La película, inspirada en La obra maestra desconocida, novelita de su admirado Balzac, es claramente excepcional, tanto por el duelo interpretativo entre Michel Piccoli, un pintor decidido a concluir una cuadro inacabado, y Emmanuelle Béart, la modelo accidental que a va poner contra las cuerdas al artista y sus convicciones, como por los interrogantes y dudas de Rivette a la hora de registrar el cuerpo desnudo de su protagonista. La bella mentirosa logró el Gran Premio del Jurado en Cannes el año en que arrasó Barton Fink, de los hermanos Coen, y el filme sigue siendo unas de sus obras más celebradas.
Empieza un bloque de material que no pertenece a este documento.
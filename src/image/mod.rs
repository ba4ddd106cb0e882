//! Image acquisition subsystem.
//!
//! # Data Flow
//! ```text
//! request body (JSON object)
//!     → slot.rs (pick inline field or URL field per slot)
//!         inline → normalize.rs (strip data-URI prefix, trim)
//!         URL    → guard.rs (https + trusted host) → fetch.rs (GET, base64)
//!     → NormalizedImage per slot
//! ```
//!
//! # Design Decisions
//! - Inline data always wins; a URL is only fetched when no inline field resolves
//! - The allow-list runs before any socket is opened
//! - Base64 is passed through unvalidated

pub mod fetch;
pub mod guard;
pub mod normalize;
pub mod slot;

pub use fetch::RemoteImageFetcher;
pub use guard::{assert_allowed, UrlGuardError, TRUSTED_DOMAIN};
pub use normalize::{normalize, NormalizedImage};
pub use slot::{ImageSlot, ImageSource};
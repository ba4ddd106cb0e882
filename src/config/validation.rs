//! Configuration validation.
//!
//! # Responsibilities
//! - Semantic validation (serde handles syntactic)
//! - Require the upstream base URL and check it parses as http(s)
//! - Validate value ranges (timeouts > 0, body limit > 0)
//!
//! # Design Decisions
//! - Returns all validation errors, not just first
//! - Validation is pure function: GatewayConfig → Result<(), Vec<ValidationError>>
//! - Runs before config is accepted into the system

use axum::http::HeaderValue;
use thiserror::Error;
use url::Url;

use crate::config::schema::GatewayConfig;

/// A single semantic problem with a configuration.
#[derive(Debug, Clone, PartialEq, Eq, Error)]
pub enum ValidationError {
    #[error("upstream base URL is required (set UPSTREAM_BASE_URL)")]
    MissingUpstream,

    #[error("upstream base URL '{0}' is not a valid http(s) URL")]
    InvalidUpstream(String),

    #[error("{0} must be greater than zero")]
    ZeroValue(&'static str),

    #[error("CORS origin '{0}' is not a valid header value")]
    InvalidCorsOrigin(String),

    #[error("metrics address '{0}' is not a valid socket address")]
    InvalidMetricsAddress(String),
}

/// Check a configuration for semantic problems.
pub fn validate_config(config: &GatewayConfig) -> Result<(), Vec<ValidationError>> {
    let mut errors = Vec::new();

    let base_url = config.upstream.base_url.trim();
    if base_url.is_empty() {
        errors.push(ValidationError::MissingUpstream);
    } else {
        match Url::parse(base_url) {
            Ok(url) if matches!(url.scheme(), "http" | "https") && url.has_host() => {}
            _ => errors.push(ValidationError::InvalidUpstream(base_url.to_string())),
        }
    }

    if config.upstream.timeout_ms == 0 {
        errors.push(ValidationError::ZeroValue("upstream.timeout_ms"));
    }
    if config.remote.download_timeout_ms == 0 {
        errors.push(ValidationError::ZeroValue("remote.download_timeout_ms"));
    }
    if config.http.body_limit_bytes == 0 {
        errors.push(ValidationError::ZeroValue("http.body_limit_bytes"));
    }

    let origin = config.http.cors_allow_origin.trim();
    if origin != "*" && HeaderValue::from_str(origin).is_err() {
        errors.push(ValidationError::InvalidCorsOrigin(origin.to_string()));
    }

    if config.observability.metrics_enabled
        && config
            .observability
            .metrics_address
            .parse::<std::net::SocketAddr>()
            .is_err()
    {
        errors.push(ValidationError::InvalidMetricsAddress(
            config.observability.metrics_address.clone(),
        ));
    }

    if errors.is_empty() {
        Ok(())
    } else {
        Err(errors)
    }
}
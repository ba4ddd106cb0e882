//! Metrics collection and exposition.
//!
//! # Metrics
//! - `gateway_requests_total` (counter): requests by endpoint, status
//! - `gateway_request_duration_seconds` (histogram): latency by endpoint
//! - `gateway_remote_fetch_total` (counter): downloads by outcome
//! - `gateway_upstream_dispatch_total` (counter): dispatches by outcome
//!
//! # Design Decisions
//! - Recording is a no-op until a recorder is installed, so tests and
//!   deployments without the exporter pay nothing
//! - Prometheus exporter is opt-in (`observability.metrics_enabled`)

use std::net::SocketAddr;
use std::time::Instant;

use metrics_exporter_prometheus::PrometheusBuilder;

/// Install the Prometheus exporter with its own HTTP listener.
pub fn init_metrics(addr: SocketAddr) {
    match PrometheusBuilder::new().with_http_listener(addr).install() {
        Ok(()) => tracing::info!(address = %addr, "Metrics exporter listening"),
        Err(e) => {
            tracing::error!(address = %addr, error = %e, "Failed to install metrics exporter")
        }
    }
}

/// Record a finished gateway request.
pub fn record_request(endpoint: &'static str, status: u16, started: Instant) {
    metrics::counter!(
        "gateway_requests_total",
        "endpoint" => endpoint,
        "status" => status.to_string()
    )
    .increment(1);
    metrics::histogram!("gateway_request_duration_seconds", "endpoint" => endpoint)
        .record(started.elapsed().as_secs_f64());
}

/// Record a remote image download outcome ("ok", "timeout", "error", "rejected").
pub fn record_fetch(outcome: &'static str) {
    metrics::counter!("gateway_remote_fetch_total", "outcome" => outcome).increment(1);
}

/// Record an upstream dispatch outcome ("ok", "timeout", "unreachable").
pub fn record_dispatch(outcome: &'static str) {
    metrics::counter!("gateway_upstream_dispatch_total", "outcome" => outcome).increment(1);
}
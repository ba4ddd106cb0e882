//! Request identification.
//!
//! # Responsibilities
//! - Generate a unique request ID (UUID v4) when the caller sent none
//! - Echo the ID back on the response
//! - Attach the ID to the request's tracing span
//!
//! # Design Decisions
//! - Request ID added as early as possible for tracing
//! - A caller-supplied `x-request-id` is kept, so IDs correlate across hops

use axum::body::Body;
use axum::http::{HeaderName, HeaderValue, Request};
use tower_http::request_id::{MakeRequestId, RequestId};
use tracing::Span;
use uuid::Uuid;

/// Header carrying the request ID.
pub const X_REQUEST_ID: HeaderName = HeaderName::from_static("x-request-id");

/// Issues UUID v4 request IDs.
#[derive(Debug, Clone, Copy, Default)]
pub struct UuidRequestId;

impl MakeRequestId for UuidRequestId {
    fn make_request_id<B>(&mut self, _request: &Request<B>) -> Option<RequestId> {
        let id = Uuid::new_v4().to_string();
        HeaderValue::from_str(&id).ok().map(RequestId::new)
    }
}

/// Read the request ID header, if present and printable.
pub fn request_id<B>(request: &Request<B>) -> &str {
    request
        .headers()
        .get(&X_REQUEST_ID)
        .and_then(|v| v.to_str().ok())
        .unwrap_or("unknown")
}

/// Root span for one inbound request.
pub fn make_span(request: &Request<Body>) -> Span {
    tracing::info_span!(
        "request",
        request_id = %request_id(request),
        method = %request.method(),
        path = %request.uri().path(),
    )
}
//! Remote image download.
//!
//! # Responsibilities
//! - Allow-list the URL before any I/O (see [`guard`](crate::image::guard))
//! - GET the image under a deadline, following allow-listed redirects only
//! - Return the body base64-encoded
//!
//! # Design Decisions
//! - No size cap on the downloaded body; the trusted host and the inbound
//!   body limit are the only ceilings
//! - One attempt per call; the whole GET (headers and body) shares one deadline

use base64::{engine::general_purpose::STANDARD, Engine as _};
use reqwest::header::{ACCEPT, USER_AGENT};
use reqwest::redirect;
use std::time::Instant;
use url::Url;

use crate::config::RemoteConfig;
use crate::error::{error_chain, snippet, GatewayError, GatewayResult};
use crate::image::guard;
use crate::observability::metrics;
use crate::resilience::Deadline;

/// User agent sent with every remote image request.
pub const FETCH_USER_AGENT: &str =
    concat!("verify-gateway/", env!("CARGO_PKG_VERSION"), " (image-fetch)");

const MAX_REDIRECTS: usize = 5;

/// Client builder preconfigured for remote image downloads.
///
/// Redirects are followed only while every hop stays on the allow-list.
pub fn client_builder() -> reqwest::ClientBuilder {
    let policy = redirect::Policy::custom(|attempt| {
        if attempt.previous().len() >= MAX_REDIRECTS {
            return attempt.error("too many redirects");
        }
        match guard::check(attempt.url()) {
            Ok(()) => attempt.follow(),
            Err(e) => attempt.error(e),
        }
    });

    reqwest::Client::builder().redirect(policy)
}

/// Downloads allow-listed images and hands them back as base64.
#[derive(Clone)]
pub struct RemoteImageFetcher {
    client: reqwest::Client,
    deadline: Deadline,
}

impl RemoteImageFetcher {
    pub fn new(client: reqwest::Client, config: &RemoteConfig) -> Self {
        Self {
            client,
            deadline: Deadline::from_millis(config.download_timeout_ms),
        }
    }

    pub fn timeout_ms(&self) -> u64 {
        self.deadline.as_millis()
    }

    /// Validate `raw_url` and download it. `label` names the slot in errors.
    pub async fn fetch(&self, raw_url: &str, label: &str) -> GatewayResult<String> {
        let url = guard::assert_allowed(raw_url).map_err(|source| {
            metrics::record_fetch("rejected");
            GatewayError::RemoteUrl {
                label: label.to_string(),
                source,
            }
        })?;

        let result = self.download(url, label).await;
        metrics::record_fetch(match &result {
            Ok(_) => "ok",
            Err(GatewayError::Timeout { .. }) => "timeout",
            Err(_) => "error",
        });
        result
    }

    /// Download without the allow-list check. Callers must have validated `url`.
    async fn download(&self, url: Url, label: &str) -> GatewayResult<String> {
        let started = Instant::now();
        tracing::debug!(label = %label, url = %url, "Downloading remote image");

        let request = self
            .client
            .get(url.clone())
            .header(USER_AGENT, FETCH_USER_AGENT)
            .header(ACCEPT, "image/*");

        let outcome = self
            .deadline
            .run(async {
                let response = request.send().await?;
                let status = response.status();
                if !status.is_success() {
                    let body = response.text().await.unwrap_or_default();
                    return Ok(Err((status.as_u16(), body)));
                }
                let bytes = response.bytes().await?;
                Ok::<_, reqwest::Error>(Ok(bytes))
            })
            .await;

        let elapsed_ms = started.elapsed().as_millis() as u64;
        match outcome {
            Err(_) => {
                tracing::warn!(
                    label = %label,
                    url = %url,
                    elapsed_ms,
                    "Remote image download timed out"
                );
                Err(GatewayError::Timeout {
                    url: url.to_string(),
                    timeout_ms: self.deadline.as_millis(),
                })
            }
            Ok(Err(e)) => {
                let cause = error_chain(&e);
                tracing::warn!(
                    label = %label,
                    url = %url,
                    error = %cause,
                    "Remote image download failed"
                );
                Err(GatewayError::DownloadFailed {
                    url: url.to_string(),
                    cause,
                })
            }
            Ok(Ok(Err((status, body)))) => {
                tracing::warn!(
                    label = %label,
                    url = %url,
                    status,
                    "Remote image host returned an error"
                );
                Err(GatewayError::UpstreamHttpError {
                    status,
                    label: label.to_string(),
                    snippet: snippet(&body),
                })
            }
            Ok(Ok(Ok(bytes))) => {
                tracing::debug!(
                    label = %label,
                    bytes = bytes.len(),
                    elapsed_ms,
                    "Remote image downloaded"
                );
                Ok(STANDARD.encode(&bytes))
            }
        }
    }
}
Rivette volvería a Balzac una vez más con La duquesa de Langeais (2007) un desgarrador amour fou entre un militar y una dama en la Francia napoleónica, y, a sus 80 años, pese al Alzheimer, todavía tendría energía para un delicado corolario, El último verano. En esa breve historia sobre las dificultades de una mujer (Jane Birkin) que hereda un circo y su relación con un viajero (Sergio Castellito) encontramos una sentencia que puede ayudarnos a comprender algo más al escurridizo Rivette: “Yo no sé si vivo. Me muevo”, le dice el personaje de Castellito al de Birkin. 

El espectáculo, ojalá la vida, jamás debería parar. “Debería poder continuar’ es una frase que me gustaría poner al final de todas las películas”, le dijo el de Ruán a Marguerite Duras en una charla en Le Monde. Tal vez en eso consista el gran secreto rivettiano, en que su cine no se acaba nunca.